FIG. 10 generally illustrates interaction of a host and an accelerator (e.g., GEMM) provided in one embodiment of the invention. The matrix data is moved from the host 1010 to the accelerator 1020 by a first DMA operation or set of operations 1015. The accelerator performs the matrix multiplication and the result is moved back from accelerator 1020 to host 1010 by second DMA operation 1025. Notably, it is not necessary to perform a separate matrix format conversion operation in the host or accelerator.
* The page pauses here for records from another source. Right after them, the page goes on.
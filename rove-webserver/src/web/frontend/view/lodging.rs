use maud::{html, Markup};
use rocket::request::FlashMessage;

use super::{form::*, image_url, page::*};
use rove_core::{
    entities::{Account, Lodging, LodgingVisit, Post, PostId},
    pagination::Page,
};

fn rating(visit: &LodgingVisit) -> Markup {
    html! {
        span class="rating" title=(format!("{} of 5", visit.rating)) {
            @for _ in 0..visit.rating { "★" }
            @for _ in visit.rating..5 { "☆" }
        }
    }
}

fn visit_entry(visit: &LodgingVisit, post: &Post) -> Markup {
    html! {
        div class="visit" {
            p class="meta" {
                a href=(format!("/{}/visit", post.id)) { (post.title) }
                " " (rating(visit))
                " " span class="cost" { "$" (visit.cost) }
            }
            p class="comment" { (visit.comment) }
        }
    }
}

pub fn lodgings(
    account: Option<&Account>,
    flash: Option<FlashMessage>,
    lodgings: &Page<Lodging>,
) -> Markup {
    page(
        "Lodgings",
        account,
        flash,
        html! {
            h2 { "Lodgings" }
            @if account.is_some() {
                a class="btn" href="/lodgings/create" { "add a lodging" }
            }
            ul class="lodgings" {
                @for lodging in &lodgings.items {
                    li {
                        a href=(format!("/lodging/{}", lodging.id)) { (lodging.name) }
                        " " span class="location" { (lodging.location) }
                    }
                }
            }
            (pagination("/lodgings", lodgings))
        },
    )
}

pub fn lodging_form(account: &Account, data: &FormData) -> Markup {
    page(
        "Create a lodging",
        Some(account),
        None,
        html! {
          form class="lodging" action="/lodgings/create" method="POST" {
              fieldset{
                legend { "New lodging" }
                (text_field(data, "name", "Name:", 30))
                (text_field(data, "location", "Location:", 40))
                input type="submit" value="create";
              }
          }
        },
    )
}

pub fn lodging(
    account: Option<&Account>,
    lodging: &Lodging,
    visits: &Page<(LodgingVisit, Post)>,
) -> Markup {
    page(
        &lodging.name,
        account,
        None,
        html! {
            h2 { (lodging.name) }
            p class="location" { (lodging.location) }
            @for (visit, post) in &visits.items {
                (visit_entry(visit, post))
            }
            (pagination(&format!("/lodging/{}", lodging.id), visits))
            a href=(format!("/lodging/{}/visits", lodging.id)) { "all visits" }
        },
    )
}

pub fn lodging_visits(
    account: Option<&Account>,
    lodging: &Lodging,
    visits: &Page<(LodgingVisit, Post)>,
) -> Markup {
    let lodging_id = lodging.id;
    page(
        "Visits",
        account,
        None,
        html! {
            h2 { "Visits of " (lodging.name) }
            @if visits.items.is_empty() {
                p class="empty" { "Nobody has reported a visit yet." }
            }
            @for (visit, post) in &visits.items {
                (visit_entry(visit, post))
            }
            (pagination(&format!("/lodging/{lodging_id}/visits"), visits))
            a href=(format!("/lodging/{lodging_id}")) { "back to the lodging" }
        },
    )
}

pub fn select_lodging(account: &Account, post_id: PostId, lodgings: &Page<Lodging>) -> Markup {
    page(
        "Lodging",
        Some(account),
        None,
        html! {
            h2 { "Where did you stay?" }
            ul class="lodgings select" {
                @for lodging in &lodgings.items {
                    li {
                        a href=(format!("/post/{post_id}/add/lodging/{}", lodging.id)) { (lodging.name) }
                        " " span class="location" { (lodging.location) }
                    }
                }
            }
            (pagination(&format!("/post/{post_id}/select_lodging"), lodgings))
            a href="/lodgings/create" { "add a missing lodging" }
        },
    )
}

pub fn visit_form(account: &Account, post_id: PostId, lodging: &Lodging, data: &FormData) -> Markup {
    page(
        "Lodging visit",
        Some(account),
        None,
        html! {
          form class="visit" action=(format!("/post/{post_id}/add/lodging/{}", lodging.id)) method="POST" {
              fieldset{
                legend { "Your stay at " (lodging.name) }
                (number_field(data, "cost", "Cost:", 0, None))
                (number_field(data, "rating", "Rating (1-5):", 1, Some(5)))
                (text_field(data, "comment", "Comment:", 60))
                input type="submit" value="add";
              }
          }
        },
    )
}

pub fn visit(account: &Account, post: &Post, visit: &LodgingVisit, lodging: &Lodging) -> Markup {
    page(
        "Lodging visit",
        Some(account),
        None,
        html! {
            h2 { a href=(format!("/lodging/{}", lodging.id)) { (lodging.name) } }
            p class="location" { (lodging.location) }
            img class="thumbnail" src=(image_url(&post.image)) alt=(post.title);
            dl class="visit" {
                dt { "Post" }
                dd { (post.title) }
                dt { "Rating" }
                dd { (rating(visit)) }
                dt { "Cost" }
                dd { "$" (visit.cost) }
                dt { "Comment" }
                dd { (visit.comment) }
            }
        },
    )
}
FIG. 11 illustrates a computing device provided by an embodiment of the invention. The apparatus includes a host portion 1110, the host portion 1110 including at least a processor 1120 and a memory 1130. The apparatus also includes an accelerator 1140. The apparatus also includes a DMA manager 1150.DMA manager 1150 may be a stand alone device or may be provided by processor 1120 executing program instructions stored in memory 1130. Memory 1130 may typically include volatile and nonvolatile memory such as RAM, ROM, mass storage, and the like. Those skilled in the art will readily understand the different portions of memory and their typical usage. Host matrix memory 1135 is separate from memory 1130 or included in memory 1130, where matrix data accessible to host portion 1110 is stored. The accelerator matrix memory 1145 is also separate from the memory 1130 or included in the memory 1130, where matrix data accessible to the accelerator is stored. The apparatus also includes at least one data bus 1160, the data bus 1160 being operable to couple various components in the apparatus, data being movable between the components via the data bus 1160. At least one such data bus couples memory 1135 to memory 1145 so that data may be moved from one such memory to another. The DMA manager 1150 controls various aspects of such data movement, particularly with respect to matrix data, as described herein. In particular, the DMA manager 1150 or processor 1120 executing program instructions stored in the memory 1130 may be used to configure and control DMA data movement between the host matrix memory 1135 and the accelerator matrix memory 1145, as described herein. The computing device in fig. 11 may be varied in many ways and may include additional components. A direct data connection 1165 between the accelerator 1140 and the accelerator matrix memory 1145 is also shown to emphasize that the accelerator may be architecturally close to the accelerator matrix memory 1145 in order to facilitate matrix multiplication computations.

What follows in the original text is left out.